Ceci est une conséquence directe de
l'omniprésence de la religion dans la société burundaise. Une
jeune fille de mon âge ne peut avoir d'autre préoccupation que
celle de se trouver un mari. Je ne compte pas les personnes qui m'ont
proposé de me présenter à leur fils, neveu ou autre. En général,
je décline poliment sans m'épandre sur le sujet, mais avec les
personnes plus proches, j'ai pu aborder le sujet plusieurs fois,
notamment avec mon assistant, marié et père d'un enfant et un en
préparation. Édouard commence à comprendre mon point de vue,
d'autant plus qu'il a récemment fait un cours sur les familles
recomposées et le statut du mariage en France. Les chiffres ont pu
lui prouver que j'étais loin d'être la seule à penser que « vivre
dans le péché » était la meilleure option.

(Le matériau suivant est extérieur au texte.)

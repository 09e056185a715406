//! txcommit - batched commit emission for transaction coordinators
//!
//! Many transactions commit concurrently; each commit record would cost one
//! write against the underlying storage. The group committer batches them
//! so one write carries many commits, and unblocks every caller with the
//! outcome of that write.

pub mod cli;
pub mod groupcommit;
pub mod observability;
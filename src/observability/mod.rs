//! Observability for the group commit engine
//!
//! - Structured logging (JSON lines)
//! - Typed lifecycle events
//! - Lock-free counters
//!
//! Observability is passive: it never changes how a group progresses.

mod events;
mod logger;
mod metrics;

pub use events::Event;
pub use logger::{Logger, Severity};
pub use metrics::{GroupCommitMetrics, MetricsSnapshot};

/// Log an event at its own severity
pub fn log_event(event: Event, fields: &[(&str, &str)]) {
    Logger::log(event.severity(), event.as_str(), fields);
}

#[cfg(test)]
mod tests {
    use super::*;

    #[test]
    fn test_log_event() {
        // Verifies no panic
        log_event(Event::CommitterStarted, &[("committer", "test")]);
        log_event(Event::GroupEmitFailed, &[("emit_key", "0000")]);
    }
}
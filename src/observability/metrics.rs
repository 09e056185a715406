//! Group commit counters
//!
//! - Counters only, monotonic
//! - Thread-safe, lock-free (Relaxed atomics; exactness per counter, not
//!   across counters)

use std::sync::atomic::{AtomicU64, Ordering};

use serde::Serialize;

/// Operational counters for one committer.
#[derive(Debug, Default)]
pub struct GroupCommitMetrics {
    groups_opened: AtomicU64,
    slots_reserved: AtomicU64,
    slots_removed: AtomicU64,
    slots_relocated: AtomicU64,
    groups_emitted: AtomicU64,
    values_emitted: AtomicU64,
    emit_failures: AtomicU64,
    groups_aborted: AtomicU64,
    groups_discarded: AtomicU64,
    sweeper_panics: AtomicU64,
}

impl GroupCommitMetrics {
    pub fn new() -> Self {
        Self::default()
    }

    pub fn increment_groups_opened(&self) {
        self.groups_opened.fetch_add(1, Ordering::Relaxed);
    }

    pub fn increment_slots_reserved(&self) {
        self.slots_reserved.fetch_add(1, Ordering::Relaxed);
    }

    pub fn increment_slots_removed(&self) {
        self.slots_removed.fetch_add(1, Ordering::Relaxed);
    }

    pub fn increment_slots_relocated(&self) {
        self.slots_relocated.fetch_add(1, Ordering::Relaxed);
    }

    /// Record one successful emission carrying `values` values.
    pub fn record_emission(&self, values: usize) {
        self.groups_emitted.fetch_add(1, Ordering::Relaxed);
        self.values_emitted.fetch_add(values as u64, Ordering::Relaxed);
    }

    pub fn increment_emit_failures(&self) {
        self.emit_failures.fetch_add(1, Ordering::Relaxed);
    }

    pub fn increment_groups_aborted(&self) {
        self.groups_aborted.fetch_add(1, Ordering::Relaxed);
    }

    pub fn increment_groups_discarded(&self) {
        self.groups_discarded.fetch_add(1, Ordering::Relaxed);
    }

    /// A timeout worker thread ended by panicking.
    pub fn increment_sweeper_panics(&self) {
        self.sweeper_panics.fetch_add(1, Ordering::Relaxed);
    }

    pub fn snapshot(&self) -> MetricsSnapshot {
        MetricsSnapshot {
            groups_opened: self.groups_opened.load(Ordering::Relaxed),
            slots_reserved: self.slots_reserved.load(Ordering::Relaxed),
            slots_removed: self.slots_removed.load(Ordering::Relaxed),
            slots_relocated: self.slots_relocated.load(Ordering::Relaxed),
            groups_emitted: self.groups_emitted.load(Ordering::Relaxed),
            values_emitted: self.values_emitted.load(Ordering::Relaxed),
            emit_failures: self.emit_failures.load(Ordering::Relaxed),
            groups_aborted: self.groups_aborted.load(Ordering::Relaxed),
            groups_discarded: self.groups_discarded.load(Ordering::Relaxed),
            sweeper_panics: self.sweeper_panics.load(Ordering::Relaxed),
        }
    }

    /// Current counters as a JSON object.
    pub fn to_json(&self) -> String {
        serde_json::to_string(&self.snapshot()).unwrap_or_else(|_| "{}".to_string())
    }
}

/// A point-in-time copy of every counter
#[derive(Debug, Clone, Default, PartialEq, Eq, Serialize)]
pub struct MetricsSnapshot {
    pub groups_opened: u64,
    pub slots_reserved: u64,
    pub slots_removed: u64,
    pub slots_relocated: u64,
    pub groups_emitted: u64,
    pub values_emitted: u64,
    pub emit_failures: u64,
    pub groups_aborted: u64,
    pub groups_discarded: u64,
    pub sweeper_panics: u64,
}

#[cfg(test)]
mod tests {
    use super::*;

    #[test]
    fn test_new_metrics_are_zero() {
        let metrics = GroupCommitMetrics::new();
        assert_eq!(metrics.snapshot(), MetricsSnapshot::default());
    }

    #[test]
    fn test_record_emission_counts_values() {
        let metrics = GroupCommitMetrics::new();
        metrics.record_emission(3);
        metrics.record_emission(1);

        let snapshot = metrics.snapshot();
        assert_eq!(snapshot.groups_emitted, 2);
        assert_eq!(snapshot.values_emitted, 4);
    }

    #[test]
    fn test_increment_counters() {
        let metrics = GroupCommitMetrics::new();
        metrics.increment_groups_opened();
        metrics.increment_slots_reserved();
        metrics.increment_slots_reserved();
        metrics.increment_slots_removed();
        metrics.increment_slots_relocated();
        metrics.increment_emit_failures();
        metrics.increment_groups_aborted();
        metrics.increment_groups_discarded();
        metrics.increment_sweeper_panics();

        let snapshot = metrics.snapshot();
        assert_eq!(snapshot.groups_opened, 1);
        assert_eq!(snapshot.slots_reserved, 2);
        assert_eq!(snapshot.slots_removed, 1);
        assert_eq!(snapshot.slots_relocated, 1);
        assert_eq!(snapshot.emit_failures, 1);
        assert_eq!(snapshot.groups_aborted, 1);
        assert_eq!(snapshot.groups_discarded, 1);
        assert_eq!(snapshot.sweeper_panics, 1);
    }

    #[test]
    fn test_to_json() {
        let metrics = GroupCommitMetrics::new();
        metrics.record_emission(2);

        let parsed: serde_json::Value = serde_json::from_str(&metrics.to_json()).unwrap();
        assert_eq!(parsed["groups_emitted"], 1);
        assert_eq!(parsed["values_emitted"], 2);
    }

    #[test]
    fn test_thread_safety() {
        use std::sync::Arc;
        use std::thread;

        let metrics = Arc::new(GroupCommitMetrics::new());
        let handles: Vec<_> = (0..8)
            .map(|_| {
                let metrics = Arc::clone(&metrics);
                thread::spawn(move || {
                    for _ in 0..100 {
                        metrics.increment_slots_reserved();
                    }
                })
            })
            .collect();

        for handle in handles {
            handle.join().unwrap();
        }

        assert_eq!(metrics.snapshot().slots_reserved, 800);
    }
}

C'est absolument inconcevable au
Burundi. La femme burundaise se range nécessairement dans l'une de
ces trois catégories à l'état civil :
inkumi, la petite fille, la
vierge. Terme infantilisant s'il en est.
umugore, la femme mariée, bientôt
mama. Ici, les femmes ont encore de nombreux enfants pour les
raisons que l'on connaît (ignorance ou refus de la contraception,
mortalité infantile élevée, etc.) mais la première raison, c'est
qu'on accède à un réel statut social seulement si on porte des
enfants. La femme qui n'est pas mère n'a simplement pas sa place
dans la société burundaise.
umupfakazi, la veuve, qui selon
son âge peut prétendre à un éventuel remariage.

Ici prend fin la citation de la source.